# WORK ITEM
Your response should give back each record exactly, word for word.

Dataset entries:
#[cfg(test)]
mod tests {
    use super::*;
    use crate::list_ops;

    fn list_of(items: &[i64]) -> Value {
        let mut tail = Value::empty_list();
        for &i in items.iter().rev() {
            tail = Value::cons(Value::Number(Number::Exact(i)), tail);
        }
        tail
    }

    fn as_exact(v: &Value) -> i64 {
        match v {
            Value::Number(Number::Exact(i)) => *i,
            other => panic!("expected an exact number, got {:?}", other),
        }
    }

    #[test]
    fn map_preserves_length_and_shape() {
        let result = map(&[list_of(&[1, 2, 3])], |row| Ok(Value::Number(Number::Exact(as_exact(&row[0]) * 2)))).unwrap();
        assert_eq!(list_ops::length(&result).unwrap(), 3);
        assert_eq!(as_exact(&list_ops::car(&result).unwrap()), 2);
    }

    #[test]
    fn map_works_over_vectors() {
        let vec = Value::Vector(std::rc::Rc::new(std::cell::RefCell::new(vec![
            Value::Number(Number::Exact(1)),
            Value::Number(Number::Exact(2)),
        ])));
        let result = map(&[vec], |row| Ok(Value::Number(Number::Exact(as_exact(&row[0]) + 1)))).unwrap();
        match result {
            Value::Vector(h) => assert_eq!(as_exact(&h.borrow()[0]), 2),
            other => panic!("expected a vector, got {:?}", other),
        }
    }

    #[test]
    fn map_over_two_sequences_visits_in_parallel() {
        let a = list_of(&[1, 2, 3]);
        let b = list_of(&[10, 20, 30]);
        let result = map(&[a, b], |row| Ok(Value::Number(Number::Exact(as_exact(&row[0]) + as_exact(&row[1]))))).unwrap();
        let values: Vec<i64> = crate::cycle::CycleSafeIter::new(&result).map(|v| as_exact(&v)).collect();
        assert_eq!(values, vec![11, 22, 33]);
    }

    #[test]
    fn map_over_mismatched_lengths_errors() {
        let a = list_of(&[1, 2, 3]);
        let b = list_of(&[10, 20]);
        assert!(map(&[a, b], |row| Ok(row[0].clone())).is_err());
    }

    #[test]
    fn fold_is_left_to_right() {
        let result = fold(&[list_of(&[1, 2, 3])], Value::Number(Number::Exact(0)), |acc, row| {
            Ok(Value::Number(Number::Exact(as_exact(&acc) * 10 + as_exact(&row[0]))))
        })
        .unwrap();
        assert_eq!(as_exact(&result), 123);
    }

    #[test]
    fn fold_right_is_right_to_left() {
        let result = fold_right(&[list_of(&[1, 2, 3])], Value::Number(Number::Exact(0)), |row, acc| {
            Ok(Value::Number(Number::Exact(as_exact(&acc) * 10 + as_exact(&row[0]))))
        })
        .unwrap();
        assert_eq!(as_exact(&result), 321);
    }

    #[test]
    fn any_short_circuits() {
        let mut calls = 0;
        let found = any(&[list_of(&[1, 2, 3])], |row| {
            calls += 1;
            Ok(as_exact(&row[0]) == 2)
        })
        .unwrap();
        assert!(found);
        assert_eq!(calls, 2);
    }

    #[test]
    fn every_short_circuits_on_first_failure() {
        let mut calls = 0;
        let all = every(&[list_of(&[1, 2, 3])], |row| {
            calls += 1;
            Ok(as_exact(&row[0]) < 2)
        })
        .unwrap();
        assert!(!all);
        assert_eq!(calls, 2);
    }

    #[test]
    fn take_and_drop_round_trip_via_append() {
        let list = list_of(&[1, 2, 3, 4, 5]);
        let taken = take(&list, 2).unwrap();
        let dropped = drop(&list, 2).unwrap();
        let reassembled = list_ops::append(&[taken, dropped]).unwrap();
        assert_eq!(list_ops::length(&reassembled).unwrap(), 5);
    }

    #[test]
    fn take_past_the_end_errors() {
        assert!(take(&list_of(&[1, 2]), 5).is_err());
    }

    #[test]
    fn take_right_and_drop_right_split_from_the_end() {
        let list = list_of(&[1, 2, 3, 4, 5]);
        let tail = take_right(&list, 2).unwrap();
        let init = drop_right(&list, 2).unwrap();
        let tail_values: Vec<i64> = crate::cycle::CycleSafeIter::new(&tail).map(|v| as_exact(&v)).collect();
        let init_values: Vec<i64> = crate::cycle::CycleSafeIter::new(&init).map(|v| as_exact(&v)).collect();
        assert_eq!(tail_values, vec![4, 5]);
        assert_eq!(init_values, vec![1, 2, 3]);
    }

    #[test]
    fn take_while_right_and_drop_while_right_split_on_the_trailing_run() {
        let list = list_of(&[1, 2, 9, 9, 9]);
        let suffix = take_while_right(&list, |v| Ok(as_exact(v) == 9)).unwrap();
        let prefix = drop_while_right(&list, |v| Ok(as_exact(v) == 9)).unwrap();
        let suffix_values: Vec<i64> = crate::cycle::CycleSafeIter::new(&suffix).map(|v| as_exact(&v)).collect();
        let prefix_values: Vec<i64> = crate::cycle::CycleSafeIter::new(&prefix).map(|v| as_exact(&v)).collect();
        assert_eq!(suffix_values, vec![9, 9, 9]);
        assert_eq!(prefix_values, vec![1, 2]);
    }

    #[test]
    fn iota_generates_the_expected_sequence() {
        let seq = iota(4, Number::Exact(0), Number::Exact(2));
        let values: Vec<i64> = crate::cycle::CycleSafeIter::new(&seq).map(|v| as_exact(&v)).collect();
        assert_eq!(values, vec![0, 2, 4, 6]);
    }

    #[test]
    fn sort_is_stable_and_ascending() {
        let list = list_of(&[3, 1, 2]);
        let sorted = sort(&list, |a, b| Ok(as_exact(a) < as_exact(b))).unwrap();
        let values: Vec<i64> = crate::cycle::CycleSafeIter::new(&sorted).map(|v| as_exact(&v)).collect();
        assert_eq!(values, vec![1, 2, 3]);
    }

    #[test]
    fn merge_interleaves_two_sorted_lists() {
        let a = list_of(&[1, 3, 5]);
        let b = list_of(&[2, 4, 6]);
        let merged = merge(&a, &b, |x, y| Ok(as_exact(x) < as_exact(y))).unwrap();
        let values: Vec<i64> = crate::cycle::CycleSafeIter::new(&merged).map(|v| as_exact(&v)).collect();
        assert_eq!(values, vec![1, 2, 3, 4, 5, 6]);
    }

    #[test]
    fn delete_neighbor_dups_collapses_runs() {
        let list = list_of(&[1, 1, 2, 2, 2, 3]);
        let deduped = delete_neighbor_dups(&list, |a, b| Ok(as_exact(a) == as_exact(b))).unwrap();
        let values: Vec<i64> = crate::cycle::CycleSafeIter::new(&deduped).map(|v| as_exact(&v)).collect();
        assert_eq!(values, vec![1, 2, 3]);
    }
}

# RESULT
#[cfg(test)]
mod tests {
    use super::*;
    use crate::list_ops;

    fn list_of(items: &[i64]) -> Value {
        let mut tail = Value::empty_list();
        for &i in items.iter().rev() {
            tail = Value::cons(Value::Number(Number::Exact(i)), tail);
        }
        tail
    }

    fn as_exact(v: &Value) -> i64 {
        match v {
            Value::Number(Number::Exact(i)) => *i,
            other => panic!("expected an exact number, got {:?}", other),
        }
    }

    #[test]
    fn map_preserves_length_and_shape() {
        let result = map(&[list_of(&[1, 2, 3])], |row| Ok(Value::Number(Number::Exact(as_exact(&row[0]) * 2)))).unwrap();
        assert_eq!(list_ops::length(&result).unwrap(), 3);
        assert_eq!(as_exact(&list_ops::car(&result).unwrap()), 2);
    }

    #[test]
    fn map_works_over_vectors() {
        let vec = Value::Vector(std::rc::Rc::new(std::cell::RefCell::new(vec![
            Value::Number(Number::Exact(1)),
            Value::Number(Number::Exact(2)),
        ])));
        let result = map(&[vec], |row| Ok(Value::Number(Number::Exact(as_exact(&row[0]) + 1)))).unwrap();
        match result {
            Value::Vector(h) => assert_eq!(as_exact(&h.borrow()[0]), 2),
            other => panic!("expected a vector, got {:?}", other),
        }
    }

    #[test]
    fn map_over_two_sequences_visits_in_parallel() {
        let a = list_of(&[1, 2, 3]);
        let b = list_of(&[10, 20, 30]);
        let result = map(&[a, b], |row| Ok(Value::Number(Number::Exact(as_exact(&row[0]) + as_exact(&row[1]))))).unwrap();
        let values: Vec<i64> = crate::cycle::CycleSafeIter::new(&result).map(|v| as_exact(&v)).collect();
        assert_eq!(values, vec![11, 22, 33]);
    }

    #[test]
    fn map_over_mismatched_lengths_errors() {
        let a = list_of(&[1, 2, 3]);
        let b = list_of(&[10, 20]);
        assert!(map(&[a, b], |row| Ok(row[0].clone())).is_err());
    }

    #[test]
    fn fold_is_left_to_right() {
        let result = fold(&[list_of(&[1, 2, 3])], Value::Number(Number::Exact(0)), |acc, row| {
            Ok(Value::Number(Number::Exact(as_exact(&acc) * 10 + as_exact(&row[0]))))
        })
        .unwrap();
        assert_eq!(as_exact(&result), 123);
    }

    #[test]
    fn fold_right_is_right_to_left() {
        let result = fold_right(&[list_of(&[1, 2, 3])], Value::Number(Number::Exact(0)), |row, acc| {
            Ok(Value::Number(Number::Exact(as_exact(&acc) * 10 + as_exact(&row[0]))))
        })
        .unwrap();
        assert_eq!(as_exact(&result), 321);
    }

    #[test]
    fn any_short_circuits() {
        let mut calls = 0;
        let found = any(&[list_of(&[1, 2, 3])], |row| {
            calls += 1;
            Ok(as_exact(&row[0]) == 2)
        })
        .unwrap();
        assert!(found);
        assert_eq!(calls, 2);
    }

    #[test]
    fn every_short_circuits_on_first_failure() {
        let mut calls = 0;
        let all = every(&[list_of(&[1, 2, 3])], |row| {
            calls += 1;
            Ok(as_exact(&row[0]) < 2)
        })
        .unwrap();
        assert!(!all);
        assert_eq!(calls, 2);
    }

    #[test]
    fn take_and_drop_round_trip_via_append() {
        let list = list_of(&[1, 2, 3, 4, 5]);
        let taken = take(&list, 2).unwrap();
        let dropped = drop(&list, 2).unwrap();
        let reassembled = list_ops::append(&[taken, dropped]).unwrap();
        assert_eq!(list_ops::length(&reassembled).unwrap(), 5);
    }

    #[test]
    fn take_past_the_end_errors() {
        assert!(take(&list_of(&[1, 2]), 5).is_err());
    }

    #[test]
    fn take_right_and_drop_right_split_from_the_end() {
        let list = list_of(&[1, 2, 3, 4, 5]);
        let tail = take_right(&list, 2).unwrap();
        let init = drop_right(&list, 2).unwrap();
        let tail_values: Vec<i64> = crate::cycle::CycleSafeIter::new(&tail).map(|v| as_exact(&v)).collect();
        let init_values: Vec<i64> = crate::cycle::CycleSafeIter::new(&init).map(|v| as_exact(&v)).collect();
        assert_eq!(tail_values, vec![4, 5]);
        assert_eq!(init_values, vec![1, 2, 3]);
    }

    #[test]
    fn take_while_right_and_drop_while_right_split_on_the_trailing_run() {
        let list = list_of(&[1, 2, 9, 9, 9]);
        let suffix = take_while_right(&list, |v| Ok(as_exact(v) == 9)).unwrap();
        let prefix = drop_while_right(&list, |v| Ok(as_exact(v) == 9)).unwrap();
        let suffix_values: Vec<i64> = crate::cycle::CycleSafeIter::new(&suffix).map(|v| as_exact(&v)).collect();
        let prefix_values: Vec<i64> = crate::cycle::CycleSafeIter::new(&prefix).map(|v| as_exact(&v)).collect();
        assert_eq!(suffix_values, vec![9, 9, 9]);
        assert_eq!(prefix_values, vec![1, 2]);
    }

    #[test]
    fn iota_generates_the_expected_sequence() {
        let seq = iota(4, Number::Exact(0), Number::Exact(2));
        let values: Vec<i64> = crate::cycle::CycleSafeIter::new(&seq).map(|v| as_exact(&v)).collect();
        assert_eq!(values, vec![0, 2, 4, 6]);
    }

    #[test]
    fn sort_is_stable_and_ascending() {
        let list = list_of(&[3, 1, 2]);
        let sorted = sort(&list, |a, b| Ok(as_exact(a) < as_exact(b))).unwrap();
        let values: Vec<i64> = crate::cycle::CycleSafeIter::new(&sorted).map(|v| as_exact(&v)).collect();
        assert_eq!(values, vec![1, 2, 3]);
    }

    #[test]
    fn merge_interleaves_two_sorted_lists() {
        let a = list_of(&[1, 3, 5]);
        let b = list_of(&[2, 4, 6]);
        let merged = merge(&a, &b, |x, y| Ok(as_exact(x) < as_exact(y))).unwrap();
        let values: Vec<i64> = crate::cycle::CycleSafeIter::new(&merged).map(|v| as_exact(&v)).collect();
        assert_eq!(values, vec![1, 2, 3, 4, 5, 6]);
    }

    #[test]
    fn delete_neighbor_dups_collapses_runs() {
        let list = list_of(&[1, 1, 2, 2, 2, 3]);
        let deduped = delete_neighbor_dups(&list, |a, b| Ok(as_exact(a) == as_exact(b))).unwrap();
        let values: Vec<i64> = crate::cycle::CycleSafeIter::new(&deduped).map(|v| as_exact(&v)).collect();
        assert_eq!(values, vec![1, 2, 3]);
    }
}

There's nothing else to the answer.